Origami’s lofty ambitions are being fueled by $2 million in seed funding, $50,000 in monthly recurring revenue, and many, many pounds of ground beef. The five men working out of the Hayes Valley office (five more employees are on their way to San Francisco) eat the meat, seasoned with carne asada spices, off greased-through paper plates for most of their meals. 

“It’s 800 calories and 90 grams of protein,” said Austin Kennedy, who is on a leave of absence from college in Illinois to help build the company. Kennedy often takes the role of company cook, frying up a big batch of ground beef in olive oil for the team and chasing the meal with a carton of blueberries. “My diet is basically meat and fruit.”

A hand picks blueberries from a plastic container on a wooden table. Nearby are earbuds, a laptop, and charging cables.
Austin Kennedy doesn't track how many hours he works. The college student takes breaks each day to cook, go to the gym, and call his mom. | Source: Amanda Andrade-Rhoades/The Standard

Origami’s relentless ability to grind has gained recognition in tech circles to the point that even anti-aging messiah Bryan Johnson scolded the team. 

“I respect your work ethic,” Johnson wrote on X. But “your intelligence is built with nutrition/sleep/exercise … [and] without those inputs, you will have inferior intelligence + your inferior intelligence then builds an inferior ai.” 

Mallery isn’t having it. 

“It’s kind of ironic because he started companies when he was really young,” Mallery said, referring to the startups Johnson founded while in college. “I bet he didn’t sleep much.”

A person in a black shirt stands with hands on hips near a window. A table with markers and paper is in the foreground, and fairy lights and lamps add ambiance.
The five men working out of Oragami Agents' home base take turns using the pull-up bar when they need a boost of energy. | Source: Amanda Andrade-Rhoades/The Standard

Mallery’s strategy for dethroning Google boils down to convincing his friends to move to San Francisco and work with him. So far, it’s working. At the beginning of the year, Mallery and his cofounder Kenson Chung, who went through Y-Combinator’s fall 2024 cohort, were the only employees at the startup. Now, they have 10. 

One of them is Connor Burd, a recent graduate of UC Santa Cruz. Burd started Bink & Preflop Wizard two years ago, a poker tracker app that makes around $700K a year, according to Burd. 

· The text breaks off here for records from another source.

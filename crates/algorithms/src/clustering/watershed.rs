//! Watershed clusterer
//!
//! Smooths the centered-ball distance field, seeds one cluster per local
//! maximum, then floods every remaining voxel uphill until it reaches a
//! seeded basin. Voxels adopted within a round carry an encoded negative
//! id until the round ends, so a round only ever ascends into voxels that
//! were already resolved when it started. When no voxel can ascend, the
//! search radius widens, up to the configured cap; anything still
//! unresolved past the cap becomes its own singleton.
//!
//! Smoothing rewrites `dist_min` in place, so running the watershed again
//! on the same image smooths the field a second time.

use std::collections::BTreeSet;

use porovox_backend::ParallelStrategy;
use porovox_core::volume::{Offset3, UNASSIGNED};
use porovox_core::{Image, ProgressAdapter, Result};

use super::{ClusterParams, ClusterReport, ClusteringStrategy};
use crate::morphology::ElementCache;

pub(super) fn run(
    image: &mut Image,
    params: &ClusterParams,
    progress: &mut dyn ProgressAdapter,
) -> Result<ClusterReport> {
    let dims = image.dims();
    let map = image.pore_map();
    let mut cache = ElementCache::new();
    let range = map.len() + 2;
    progress.set_range(range);

    // Median pass: replace each centered-ball diameter with the rounded
    // mean over the 3x3x3 pore neighborhood. The snapshot keeps every
    // read at the pre-pass value.
    let entries = map.sorted_entries();
    let smoothed: Vec<(u32, i8)> = params.mode.par_map(0..entries.len(), |i| {
        let (k, _) = entries[i];
        let p = dims.position_of(k as usize);
        let mut sum = 0i64;
        let mut count = 0i64;
        for dz in -1..=1 {
            for dy in -1..=1 {
                for dx in -1..=1 {
                    let q = p.offset(Offset3::new(dx, dy, dz));
                    if !dims.contains(q) {
                        continue;
                    }
                    let qi = dims.linear_index(q) as u32;
                    if let Ok(slot) = entries.binary_search_by_key(&qi, |&(key, _)| key) {
                        sum += i64::from(entries[slot].1.dist_min);
                        count += 1;
                    }
                }
            }
        }
        // count >= 1 since the voxel itself is an entry
        (k, ((2 * sum + count) / (2 * count)) as i8)
    });
    params.mode.par_for_each(0..smoothed.len(), |i| {
        let (k, value) = smoothed[i];
        map.set_distance(k, value);
    });
    progress.update(1, "smoothed radius field");

    // Init pass: local maxima of the smoothed field seed their own
    // cluster, everything else is queued unresolved.
    let entries = map.sorted_entries();
    let mut queue: Vec<u32> = params
        .mode
        .par_map(0..entries.len(), |i| {
            let (k, v) = entries[i];
            if v.diam_max > 0 && v.diam_max == v.dist_min {
                map.update(k, |e| e.cluster = k as i32);
                None
            } else {
                map.update(k, |e| e.cluster = UNASSIGNED);
                Some(k)
            }
        })
        .into_iter()
        .flatten()
        .collect();
    progress.update(2, "seeded local maxima");

    let mut passes = 0usize;
    let mut adoptions = 0usize;
    let mut radius = 1i32;
    while !queue.is_empty() && radius <= params.watershed_radius_cap {
        let element = cache.get(2 * radius + 1)?;
        let mask = element.corner();
        passes += 1;

        let resolved: Vec<bool> = params.mode.par_map(0..queue.len(), |i| {
            let k = queue[i];
            let Some(v) = map.get(k) else { return false };
            let p = dims.position_of(k as usize);
            let mut best: Option<(i8, i64, u32, i32)> = None;
            for &o in mask {
                let q = p.offset(o);
                if !dims.contains(q) {
                    continue;
                }
                let qi = dims.linear_index(q) as u32;
                let Some(n) = map.get(qi) else { continue };
                if n.dist_min <= v.dist_min {
                    continue;
                }
                let n2 = o.norm2();
                let better = match best {
                    None => true,
                    Some((bd, bn, bi, _)) => {
                        n.dist_min > bd || (n.dist_min == bd && (n2 < bn || (n2 == bn && qi < bi)))
                    }
                };
                if better {
                    best = Some((n.dist_min, n2, qi, n.cluster));
                }
            }
            // Adopt only from a resolved basin; in-round adoptions sit at
            // an encoded negative value until the round closes, so they
            // are never ascended into early.
            match best {
                Some((_, _, _, id)) if id >= 0 => {
                    let marked = (-(i64::from(id) + 2)) as i32;
                    map.update(k, |e| e.cluster = marked);
                    true
                }
                _ => false,
            }
        });

        let mut advanced = 0usize;
        let mut remaining = Vec::with_capacity(queue.len());
        for (i, &k) in queue.iter().enumerate() {
            if resolved[i] {
                map.update(k, |e| e.cluster = (-i64::from(e.cluster) - 2) as i32);
                advanced += 1;
            } else {
                remaining.push(k);
            }
        }
        queue = remaining;
        adoptions += advanced;
        progress.update(2 + adoptions, &format!("flood round {passes}"));
        if advanced == 0 {
            radius += 1;
        }
    }

    // Past the radius cap every stranded voxel is its own pore body.
    for &k in &queue {
        map.update(k, |e| e.cluster = k as i32);
    }
    progress.update(range, "finalized clusters");

    let mut distinct = BTreeSet::new();
    map.for_each(|_, v| {
        distinct.insert(v.cluster);
    });

    Ok(ClusterReport {
        strategy: ClusteringStrategy::Watershed,
        clusters: distinct.len(),
        merges: adoptions,
        passes,
    })
}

“I scaled it enough to where I would never have to get a job, and then curiosity led me here,” said Burd, who intended to travel the world after college but instead became a founding engineer at Origami. He’s postponed those travel plans indefinitely, perhaps until the startup IPOs. 

The room has a desk with a computer monitor, a rolling chair, two beds with white and patterned bedding, and a hardwood floor.
Mallery is the only team member who lives full-time at the Hayes Valley house, but the others often sleep over after long days of work. Among the furnishings are a solitary desk lamp and an opened box of plastic forks. | Source: Amanda Andrade-Rhoades/The Standard

Two rooms over, in a space decorated with a tropical rainforest wallpaper and hanging artificial green leaves, Luke Clancy is on his tenth call of the day trying to sell Origami’s product to prospective customers. The 22-year-old considers himself the “father of the house” because he taught his coworkers/roommates how to do dishes. 

A man in a blue shirt sits on a chair in a home office with a desk, lamp, and computer. A leafy plant hangs overhead, and a window with a forest view is behind.
Before Luke Clancy became the sales guru at Origami Agents, he spent his days at Blue Bottle in SoMa networking with founders and investors in an effort to become a Silicon Valley "superconnector." | Source: Amanda Andrade-Rhoades/The Standard

As the company enters a hiring blitz and is poised to outgrow its Hayes Valley setup, Clancy is gearing up to become a moderating force in the company when the first argument inevitably takes place. 

“It’ll be something related to our product.” Clancy said. “Or maybe Austin’s ground beef.”